Some visible migration at Staines Moor today, with good numbers of warblers! A Grasshopper Warbler was heard singing and showed briefly three times mid afternoon in the swamp in the south-east corner, where it spent most of the time out of sight in Lesser Pond Sedge Carex acutiformis, 3 Lesser Whitethroat (2 NW corner, 1 NE corner), 2 Common Whitethroat and 1 Willow Warbler along Bonehead Ditch were my first of the year, and 2 Sedge Warbler (1 Butts Pond, 1 SE marsh), 22 Blackcap and 18 Chiffchaff were also logged, and the 2 Cetti's Warblers are still present (1 at Butts Pond, 1 Bonehead Ditch in NE corner).

Other migrants seen were 1 Common Tern over E, 2 (1m, 1f) Northern Wheatear around the anthills in the NE corner, 1 imm. Peregrine SE, 6 Sand Martin (inc. 3 lingering over the Colne mid afternoon), 8 Barn Swallow and 10 Goldfinch N (and 3 local birds). Also note: 1 Red Kite, 1+ Little Egret, 2 Shelduck W, 4 Egyptian Goose (3E and 1 on the deck briefly then S), 2 Redshank seen displaying beside the Colne, 11+ Northern Lapwing, 12+ Linnet, 1 Sparrowhawk, 2 Common Buzzard (the resident pair), 7 Reed Bunting, 12 Stock Dove, 2 Grey Heron, 4 Canada Goose over, c.70 Starling and lots of Skylark and Meadow Pipit.

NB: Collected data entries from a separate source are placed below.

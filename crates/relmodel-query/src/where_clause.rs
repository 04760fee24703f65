//! Where-clause predicates and their compilation to SQL fragments.
//!
//! A [`Predicate`] is a tree of column conditions, `AND`/`OR` combinators and
//! raw SQL. [`WhereCompiler`] renders it for one dialect. Every value goes
//! through [`Dialect::escape`]; only [`Predicate::Raw`] and [`Value::Raw`]
//! reach the output unescaped.

use relmodel_core::error::GenerationErrorKind;
use relmodel_core::{Dialect, Error, Result, Value};

/// Comparison operators.
#[derive(Debug, Clone, Copy, PartialEq, Eq, Hash)]
pub enum Op {
    Eq,
    Ne,
    Gt,
    Gte,
    Lt,
    Lte,
    In,
    NotIn,
    Like,
    NotLike,
    Regexp,
    NotRegexp,
    Between,
    NotBetween,
    /// `IS NULL`, `IS TRUE`, `IS FALSE`
    Is,
    /// `IS NOT NULL`, `IS NOT TRUE`, `IS NOT FALSE`
    Not,
}

impl Op {
    /// Parse an operator key as written in JSON predicates. A leading `$` is
    /// accepted.
    pub fn from_key(key: &str) -> Option<Self> {
        let op = match key.strip_prefix('$').unwrap_or(key) {
            "eq" => Op::Eq,
            "ne" => Op::Ne,
            "gt" => Op::Gt,
            "gte" => Op::Gte,
            "lt" => Op::Lt,
            "lte" => Op::Lte,
            "in" => Op::In,
            "notIn" => Op::NotIn,
            "like" => Op::Like,
            "notLike" => Op::NotLike,
            "regexp" => Op::Regexp,
            "notRegexp" => Op::NotRegexp,
            "between" => Op::Between,
            "notBetween" => Op::NotBetween,
            "is" => Op::Is,
            "not" => Op::Not,
            _ => return None,
        };
        Some(op)
    }

    /// Operator token for simple binary comparisons.
    fn token(self, dialect: Dialect) -> &'static str {
        match self {
            Op::Eq => "=",
            Op::Ne => "!=",
            Op::Gt => ">",
            Op::Gte => ">=",
            Op::Lt => "<",
            Op::Lte => "<=",
            Op::In => "IN",
            Op::NotIn => "NOT IN",
            Op::Like => "LIKE",
            Op::NotLike => "NOT LIKE",
            Op::Regexp => dialect.regexp_operator(false),
            Op::NotRegexp => dialect.regexp_operator(true),
            Op::Between => "BETWEEN",
            Op::NotBetween => "NOT BETWEEN",
            Op::Is => "IS",
            Op::Not => "IS NOT",
        }
    }
}

/// A single `column <op> value` test.
#[derive(Debug, Clone, PartialEq)]
pub struct Condition {
    /// Column name, optionally qualified as `table.column`
    pub column: String,
    pub op: Op,
    pub value: Value,
}

/// A where-clause tree.
#[derive(Debug, Clone, PartialEq)]
pub enum Predicate {
    Condition(Condition),
    And(Vec<Predicate>),
    Or(Vec<Predicate>),
    /// Emitted verbatim. Never escaped.
    Raw(String),
}

impl Default for Predicate {
    fn default() -> Self {
        Predicate::And(Vec::new())
    }
}

impl Predicate {
    /// The empty predicate; compiles to nothing.
    pub fn empty() -> Self {
        Self::default()
    }

    pub fn condition(column: impl Into<String>, op: Op, value: impl Into<Value>) -> Self {
        Predicate::Condition(Condition {
            column: column.into(),
            op,
            value: value.into(),
        })
    }

    /// `column = value`; NULL becomes `IS NULL`, a list becomes `IN`.
    pub fn eq(column: impl Into<String>, value: impl Into<Value>) -> Self {
        Self::condition(column, Op::Eq, value)
    }

    /// `column != value`; NULL becomes `IS NOT NULL`.
    pub fn ne(column: impl Into<String>, value: impl Into<Value>) -> Self {
        Self::condition(column, Op::Ne, value)
    }

    pub fn gt(column: impl Into<String>, value: impl Into<Value>) -> Self {
        Self::condition(column, Op::Gt, value)
    }

    pub fn gte(column: impl Into<String>, value: impl Into<Value>) -> Self {
        Self::condition(column, Op::Gte, value)
    }

    pub fn lt(column: impl Into<String>, value: impl Into<Value>) -> Self {
        Self::condition(column, Op::Lt, value)
    }

    pub fn lte(column: impl Into<String>, value: impl Into<Value>) -> Self {
        Self::condition(column, Op::Lte, value)
    }

    pub fn in_list<I, V>(column: impl Into<String>, values: I) -> Self
    where
        I: IntoIterator<Item = V>,
        V: Into<Value>,
    {
        let values: Vec<Value> = values.into_iter().map(Into::into).collect();
        Self::condition(column, Op::In, Value::Array(values))
    }

    pub fn not_in<I, V>(column: impl Into<String>, values: I) -> Self
    where
        I: IntoIterator<Item = V>,
        V: Into<Value>,
    {
        let values: Vec<Value> = values.into_iter().map(Into::into).collect();
        Self::condition(column, Op::NotIn, Value::Array(values))
    }

    pub fn like(column: impl Into<String>, pattern: impl Into<String>) -> Self {
        Self::condition(column, Op::Like, Value::Text(pattern.into()))
    }

    pub fn between(
        column: impl Into<String>,
        low: impl Into<Value>,
        high: impl Into<Value>,
    ) -> Self {
        Self::condition(column, Op::Between, Value::Array(vec![low.into(), high.into()]))
    }

    pub fn raw(sql: impl Into<String>) -> Self {
        Predicate::Raw(sql.into())
    }

    pub fn and(predicates: impl IntoIterator<Item = Predicate>) -> Self {
        Predicate::And(predicates.into_iter().collect())
    }

    pub fn or(predicates: impl IntoIterator<Item = Predicate>) -> Self {
        Predicate::Or(predicates.into_iter().collect())
    }

    /// Combine with another predicate under `AND`, flattening top-level
    /// conjunctions.
    pub fn and_also(self, other: Predicate) -> Self {
        match (self, other) {
            (p, q) if q.is_empty() => p,
            (p, q) if p.is_empty() => q,
            (Predicate::And(mut items), Predicate::And(more)) => {
                items.extend(more);
                Predicate::And(items)
            }
            (Predicate::And(mut items), q) => {
                items.push(q);
                Predicate::And(items)
            }
            (p, q) => Predicate::And(vec![p, q]),
        }
    }

    /// Whether this predicate renders nothing.
    pub fn is_empty(&self) -> bool {
        match self {
            Predicate::Condition(_) => false,
            Predicate::And(items) | Predicate::Or(items) => items.iter().all(Predicate::is_empty),
            Predicate::Raw(sql) => sql.trim().is_empty(),
        }
    }

    /// Parse the JSON predicate form:
    /// `{"id": [1, 2], "name": {"ne": null}, "$or": [...], "$and": [...], "$raw": "..."}`.
    pub fn from_json(json: &serde_json::Value) -> Result<Self> {
        use serde_json::Value as Json;

        match json {
            Json::Null => Ok(Predicate::empty()),
            Json::String(sql) => Ok(Predicate::Raw(sql.clone())),
            Json::Array(items) => items
                .iter()
                .map(Predicate::from_json)
                .collect::<Result<Vec<_>>>()
                .map(Predicate::And),
            Json::Object(map) => {
                let mut items = Vec::with_capacity(map.len());
                for (key, value) in map {
                    items.push(match key.as_str() {
                        "$or" => Predicate::Or(json_children(key, value)?),
                        "$and" => Predicate::And(json_children(key, value)?),
                        "$raw" => match value {
                            Json::String(sql) => Predicate::Raw(sql.clone()),
                            other => {
                                return Err(invalid(format!(
                                    "\"$raw\" expects a string, got {other}"
                                )));
                            }
                        },
                        column => column_from_json(column, value)?,
                    });
                }
                Ok(Predicate::And(items))
            }
            other => Err(invalid(format!(
                "a where clause must be an object, array, string or null, got {other}"
            ))),
        }
    }
}

fn invalid(message: String) -> Error {
    Error::generation(GenerationErrorKind::InvalidPredicate, message)
}

fn json_children(key: &str, value: &serde_json::Value) -> Result<Vec<Predicate>> {
    match value {
        serde_json::Value::Array(items) => items.iter().map(Predicate::from_json).collect(),
        serde_json::Value::Object(map) => map
            .iter()
            .map(|(k, v)| {
                let mut single = serde_json::Map::new();
                single.insert(k.clone(), v.clone());
                Predicate::from_json(&serde_json::Value::Object(single))
            })
            .collect(),
        other => Err(invalid(format!(
            "\"{key}\" expects an array or object, got {other}"
        ))),
    }
}

fn column_from_json(column: &str, value: &serde_json::Value) -> Result<Predicate> {
    let serde_json::Value::Object(ops) = value else {
        let op = if value.is_array() { Op::In } else { Op::Eq };
        return Ok(Predicate::condition(column, op, Value::from(value.clone())));
    };
    if ops.is_empty() {
        return Err(invalid(format!("no operator given for column \"{column}\"")));
    }
    let mut conditions = ops
        .iter()
        .map(|(key, operand)| {
            let op = Op::from_key(key).ok_or_else(|| {
                invalid(format!("unknown operator \"{key}\" for column \"{column}\""))
            })?;
            Ok(Predicate::condition(column, op, Value::from(operand.clone())))
        })
        .collect::<Result<Vec<_>>>()?;
    if conditions.len() == 1 {
        Ok(conditions.remove(0))
    } else {
        Ok(Predicate::And(conditions))
    }
}

/// Renders predicates for one dialect.
#[derive(Debug, Clone, Copy)]
pub struct WhereCompiler {
    dialect: Dialect,
}

impl WhereCompiler {
    pub fn new(dialect: Dialect) -> Self {
        Self { dialect }
    }

    pub fn dialect(&self) -> Dialect {
        self.dialect
    }

    /// Compile a predicate. Unqualified columns are prefixed with
    /// `qualifier` when one is given. Returns `None` for an empty predicate.
    pub fn compile(&self, predicate: &Predicate, qualifier: Option<&str>) -> Result<Option<String>> {
        self.render(predicate, qualifier, 0)
    }

    fn render(&self, predicate: &Predicate, qualifier: Option<&str>, depth: usize) -> Result<Option<String>> {
        match predicate {
            Predicate::Condition(condition) => self.condition(condition, qualifier),
            Predicate::Raw(sql) if sql.trim().is_empty() => Ok(None),
            Predicate::Raw(sql) => Ok(Some(sql.clone())),
            Predicate::And(items) => {
                let parts = self.render_all(items, qualifier, depth)?;
                Ok(match parts.len() {
                    0 => None,
                    1 => parts.into_iter().next(),
                    _ if depth == 0 => Some(parts.join(" AND ")),
                    _ => Some(format!("({})", parts.join(" AND "))),
                })
            }
            Predicate::Or(items) => {
                let parts = self.render_all(items, qualifier, depth)?;
                Ok(match parts.len() {
                    0 => None,
                    1 => parts.into_iter().next(),
                    _ => Some(format!("({})", parts.join(" OR "))),
                })
            }
        }
    }

    fn render_all(&self, items: &[Predicate], qualifier: Option<&str>, depth: usize) -> Result<Vec<String>> {
        let mut parts = Vec::with_capacity(items.len());
        for item in items {
            if let Some(sql) = self.render(item, qualifier, depth + 1)? {
                parts.push(sql);
            }
        }
        Ok(parts)
    }

    /// Quote a column reference. Dotted names are split and quoted segment
    /// by segment and never prefixed.
    pub fn column(&self, column: &str, qualifier: Option<&str>) -> String {
        if column.contains('.') {
            return self.dialect.quote_identifiers(column);
        }
        match qualifier {
            Some(q) => format!(
                "{}.{}",
                self.dialect.quote_identifiers(q),
                self.dialect.quote_identifier(column)
            ),
            None => self.dialect.quote_identifier(column),
        }
    }

    fn list(&self, value: &Value) -> Vec<String> {
        match value {
            Value::Array(items) => items.iter().map(|v| self.dialect.escape(v)).collect(),
            single => vec![self.dialect.escape(single)],
        }
    }

    fn condition(&self, condition: &Condition, qualifier: Option<&str>) -> Result<Option<String>> {
        let key = self.column(&condition.column, qualifier);
        let dialect = self.dialect;
        let value = &condition.value;

        let sql = match (condition.op, value) {
            (Op::Eq | Op::Is, Value::Null) => format!("{key} IS NULL"),
            (Op::Ne | Op::Not, Value::Null) => format!("{key} IS NOT NULL"),
            (Op::Eq | Op::In, _) if matches!(value, Value::Array(_)) || condition.op == Op::In => {
                let items = self.list(value);
                if items.is_empty() {
                    // always false, keeps the statement valid
                    format!("{key} IN (NULL)")
                } else {
                    format!("{key} IN ({})", items.join(","))
                }
            }
            (Op::Ne | Op::NotIn, _) if matches!(value, Value::Array(_)) || condition.op == Op::NotIn => {
                let items = self.list(value);
                if items.is_empty() {
                    return Ok(None);
                }
                format!("{key} NOT IN ({})", items.join(","))
            }
            (Op::Eq, _) => format!("{key}={}", dialect.escape(value)),
            (Op::Between | Op::NotBetween, Value::Array(bounds)) if bounds.len() == 2 => format!(
                "{key} {} {} AND {}",
                condition.op.token(dialect),
                dialect.escape(&bounds[0]),
                dialect.escape(&bounds[1])
            ),
            (Op::Between | Op::NotBetween, _) => {
                return Err(invalid(format!(
                    "{} on \"{}\" needs exactly two bounds",
                    condition.op.token(dialect),
                    condition.column
                )));
            }
            (Op::Is | Op::Not, Value::Bool(b)) => format!(
                "{key} {} {}",
                condition.op.token(dialect),
                if *b { "TRUE" } else { "FALSE" }
            ),
            (Op::Is | Op::Not, other) => {
                return Err(invalid(format!(
                    "{} on \"{}\" accepts only NULL, true or false, got {}",
                    condition.op.token(dialect),
                    condition.column,
                    other.type_name()
                )));
            }
            (op, _) => format!("{key} {} {}", op.token(dialect), dialect.escape(value)),
        };
        Ok(Some(sql))
    }
}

A few more butterflies were on the wing today including 4m Orange-tip, 3 small tortoiseshell, 1+ Brimstone and lots of Peacocks. Finally, had a patch mammal tick early morning in the form of a Reeve's muntjac Muntiacus reevesi near the old railway.

Record shot of today's gropper at the swamp

Lots of Peacock butterflies flying at the moment

9 April 2014

Buzzard day at Staines Moor

With high pressure over much of western Europe and southern England bringing light south-westerlies and very little cloud cover, skywatching was the order of the day at the Moor today. A good movement of Common Buzzard with 12+ migrants over (excluding the resident pair also seen displaying), 4+ Red Kite over, 1f Eurasian Sparrowhawk, 2 House Martin NW, 21 Sand Martin mainly NW and 4 Barn Swallow mainly NW.

Unsurprisingly there were very few migrants on the ground, with just 1f Northern Wheatear around the anthills at the north end, 7 Blackcap and 9 Chiffchaff. Also seen: 2 Common Redshank along the Colne, 1-2 Common Snipe, 2(1H) Cetti's Warbler, 3+ Little Egret, 18 Linnet, 2-3 Pied Wagtail along the Colne, 5 Reed Bunting, 9+ Northern Lapwing, including several birds still on territory, and lots of Meadow Pipit and Skylark. Also, 3 Brimstone and 7 Peacock butterflies today.

On Stanwell Moor, 1 Sedge Warbler heard singing, 1H Cetti's Warbler by the boardwalk, 5 Barn Swallow and 1H Chiffchaff were noted.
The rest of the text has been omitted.